Raising funding for the sector to 1% of GDP a year would bring Australia back up to the OECD average and save public universities, according to the Australia Institute think tank.
Australian universities have faced huge revenue shortages during the pandemic after losing the international student market due to border closures.
The sector has also been barred from accessing the JobKeeper wage subsidy scheme.
Total university revenue fell by $1.9 billion in 2020, leading to the loss of 40,000 higher education jobs in 12 months. More than three-quarters were at public universities.
The report, by the institute’s Center for Future Work, found Australia’s public university sector was at a crossroads and urged the next federal government to invest in and repair the damage caused by rising corporatization, funding cuts and the pandemic.
Yet the last budget provided for a reduction in real university funding of 3.4% over the next four years.
“As devastating as the pandemic has been for Australian universities, the sector was warped and damaged by corporatisation, casualization and privatization long before COVID arrived,” said Eliza Littleton, Australia Institute economist and author. of the report.
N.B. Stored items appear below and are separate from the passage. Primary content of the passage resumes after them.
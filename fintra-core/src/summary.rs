//! Derived figures computed from loaded snapshots.

use crate::entities::{Account, CategoryBudget, Expense, PredictedBudget, RecurringIncome};
use crate::identity::{EntityId, Money};
use std::collections::{BTreeMap, HashMap};

/// Assets, liabilities and net worth across a set of accounts.
#[derive(Debug, Clone, Copy, PartialEq, Default)]
pub struct AccountTotals {
    pub assets: Money,
    pub liabilities: Money,
}

impl AccountTotals {
    pub fn from_accounts<'a>(accounts: impl IntoIterator<Item = &'a Account>) -> Self {
        accounts
            .into_iter()
            .fold(Self::default(), |mut totals, account| {
                if account.is_liability() {
                    totals.liabilities += account.balance;
                } else {
                    totals.assets += account.balance;
                }
                totals
            })
    }

    pub fn net_worth(&self) -> Money {
        self.assets - self.liabilities
    }
}

/// Sum of active recurring incomes keyed by account.
pub fn monthly_income_per_account(incomes: &[RecurringIncome]) -> HashMap<EntityId, Money> {
    let mut totals = HashMap::new();
    for income in incomes.iter().filter(|i| i.is_active) {
        *totals.entry(income.account_id).or_insert(0.0) += income.amount;
    }
    totals
}

/// Expense totals keyed by category, sorted by category name.
pub fn spending_per_category<'a>(
    expenses: impl IntoIterator<Item = &'a Expense>,
) -> BTreeMap<String, Money> {
    let mut totals = BTreeMap::new();
    for expense in expenses {
        *totals.entry(expense.category.clone()).or_insert(0.0) += expense.amount;
    }
    totals
}

#[derive(Debug, Clone, PartialEq)]
pub struct BudgetProgress {
    pub category: String,
    pub budgeted: Money,
    pub spent: Money,
}

impl BudgetProgress {
    pub fn remaining(&self) -> Money {
        self.budgeted - self.spent
    }

    /// Spent over budgeted; `None` when nothing was budgeted.
    pub fn ratio(&self) -> Option<f64> {
        (self.budgeted > 0.0).then(|| self.spent / self.budgeted)
    }

    pub fn is_over_budget(&self) -> bool {
        self.spent > self.budgeted
    }
}

/// Budgeted against spent for every category with a budget.
pub fn budget_progress(
    budgets: &[CategoryBudget],
    spending: &BTreeMap<String, Money>,
) -> Vec<BudgetProgress> {
    budgets
        .iter()
        .map(|budget| BudgetProgress {
            category: budget.category.clone(),
            budgeted: budget.amount,
            spent: spending.get(&budget.category).copied().unwrap_or(0.0),
        })
        .collect()
}

/// Same as [`budget_progress`] but against server predictions.
pub fn predicted_progress(
    predictions: &[PredictedBudget],
    spending: &BTreeMap<String, Money>,
) -> Vec<BudgetProgress> {
    predictions
        .iter()
        .map(|p| BudgetProgress {
            category: p.category.clone(),
            budgeted: p.predicted_amount,
            spent: spending.get(&p.category).copied().unwrap_or(0.0),
        })
        .collect()
}

/// Purchases of one item name across all expenses.
#[derive(Debug, Clone, PartialEq)]
pub struct AggregatedItem {
    pub name: String,
    pub total_quantity: u64,
    pub total_spent: Money,
    pub purchases: usize,
}

/// Group expense line items by case-insensitive name, highest spend first.
pub fn aggregate_items<'a>(expenses: impl IntoIterator<Item = &'a Expense>) -> Vec<AggregatedItem> {
    let mut by_name: HashMap<String, AggregatedItem> = HashMap::new();
    for item in expenses.into_iter().flat_map(|e| e.expense_items.iter()) {
        let key = item.name.trim().to_lowercase();
        let entry = by_name.entry(key).or_insert_with(|| AggregatedItem {
            name: item.name.trim().to_string(),
            total_quantity: 0,
            total_spent: 0.0,
            purchases: 0,
        });
        entry.total_quantity += u64::from(item.quantity);
        entry.total_spent += item.line_total();
        entry.purchases += 1;
    }
    let mut items: Vec<_> = by_name.into_values().collect();
    items.sort_by(|a, b| {
        b.total_spent
            .total_cmp(&a.total_spent)
            .then_with(|| a.name.cmp(&b.name))
    });
    items
}

#[cfg(test)]
mod tests {
    use super::*;
    use crate::entities::ExpenseItem;
    use chrono::{NaiveDate, Utc};
    use uuid::Uuid;

    fn account(kind: &str, balance: Money) -> Account {
        Account {
            id: Uuid::now_v7(),
            name: kind.to_string(),
            account_type: kind.to_string(),
            balance,
            icon_name: String::new(),
            user_id: Uuid::nil(),
            workspace_id: Uuid::nil(),
            created_at: Utc::now(),
        }
    }

    fn expense(category: &str, amount: Money, items: &[(&str, Money, u32)]) -> Expense {
        let id = Uuid::now_v7();
        Expense {
            id,
            title: category.to_string(),
            amount,
            category: category.to_string(),
            date: NaiveDate::from_ymd_opt(2024, 6, 1).unwrap(),
            time: None,
            description: None,
            account_id: None,
            user_id: Uuid::nil(),
            workspace_id: Uuid::nil(),
            created_at: Utc::now(),
            verified: None,
            expense_items: items
                .iter()
                .map(|(name, price, quantity)| ExpenseItem {
                    id: Uuid::now_v7(),
                    expense_id: id,
                    name: name.to_string(),
                    price: *price,
                    quantity: *quantity,
                    user_id: Uuid::nil(),
                    created_at: Utc::now(),
                })
                .collect(),
        }
    }

    #[test]
    fn test_account_totals() {
        let accounts = vec![
            account("Checking", 1000.0),
            account("Savings", 500.0),
            account("Credit Card", 300.0),
            account("Loan", 200.0),
        ];
        let totals = AccountTotals::from_accounts(&accounts);
        assert_eq!(totals.assets, 1500.0);
        assert_eq!(totals.liabilities, 500.0);
        assert_eq!(totals.net_worth(), 1000.0);
    }

    #[test]
    fn test_monthly_income_skips_inactive() {
        let account_id = Uuid::now_v7();
        let income = |amount, is_active| RecurringIncome {
            id: Uuid::now_v7(),
            account_id,
            amount,
            name: "Salary".to_string(),
            day_of_month: 1,
            is_active,
            user_id: Uuid::nil(),
            workspace_id: Uuid::nil(),
            created_at: Utc::now(),
        };
        let totals = monthly_income_per_account(&[income(3000.0, true), income(250.0, false)]);
        assert_eq!(totals.get(&account_id), Some(&3000.0));
    }

    #[test]
    fn test_budget_progress() {
        let expenses = vec![expense("Dining", 40.0, &[]), expense("Dining", 70.0, &[])];
        let spending = spending_per_category(&expenses);
        let budgets = vec![CategoryBudget {
            id: Uuid::now_v7(),
            category: "Dining".to_string(),
            amount: 100.0,
            year: 2024,
            month: 6,
            user_id: Uuid::nil(),
            workspace_id: Uuid::nil(),
        }];
        let progress = budget_progress(&budgets, &spending);
        assert_eq!(progress[0].spent, 110.0);
        assert!(progress[0].is_over_budget());
        assert_eq!(progress[0].remaining(), -10.0);
    }

    #[test]
    fn test_ratio_without_budget() {
        let progress = BudgetProgress {
            category: "Other".to_string(),
            budgeted: 0.0,
            spent: 5.0,
        };
        assert_eq!(progress.ratio(), None);
    }

    #[test]
    fn test_aggregate_items_case_insensitive() {
        let expenses = vec![
            expense("Groceries", 10.0, &[("Milk", 2.0, 2), ("Bread", 3.0, 1)]),
            expense("Groceries", 6.0, &[("milk ", 2.0, 3)]),
        ];
        let items = aggregate_items(&expenses);
        assert_eq!(items.len(), 2);
        assert_eq!(items[0].name, "Milk");
        assert_eq!(items[0].total_quantity, 5);
        assert_eq!(items[0].total_spent, 10.0);
        assert_eq!(items[0].purchases, 2);
        assert_eq!(items[1].name, "Bread");
    }
}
“Australia needs an ambitious national vision for higher education that realigns the sector with its public service mission and the needs of students, staff and society at large.”
The government could facilitate a stronger economy, social mobility and stronger democracy by investing in higher education, Ms Littleton said.
The report recommends key policy initiatives to revitalize Australia’s public universities.
They include free undergraduate education for Australian students, adequate public funding for universities, fully funded research, job security measures, caps on vice-chancellor salaries and transparency in fundraising. of data.
The report states that direct public funding of higher education in Australia has declined relative to the size of the economy since the mid-1980s and represents only 0.65% of GDP.
This figure is below international and historical standards with an OECD average of 0.94% of GDP.
The report estimates that implementing the recommendations would cost an additional $6.9 billion a year, or less than 1% of Australian GDP.
Increased investment would be required each year based on economic growth.
“In a business as usual scenario, higher education will continue to be even more dominated by business priorities and cost cutting,” Ms Littleton said.
“If governments make different choices, a better and more democratic future for this vital public service is possible.”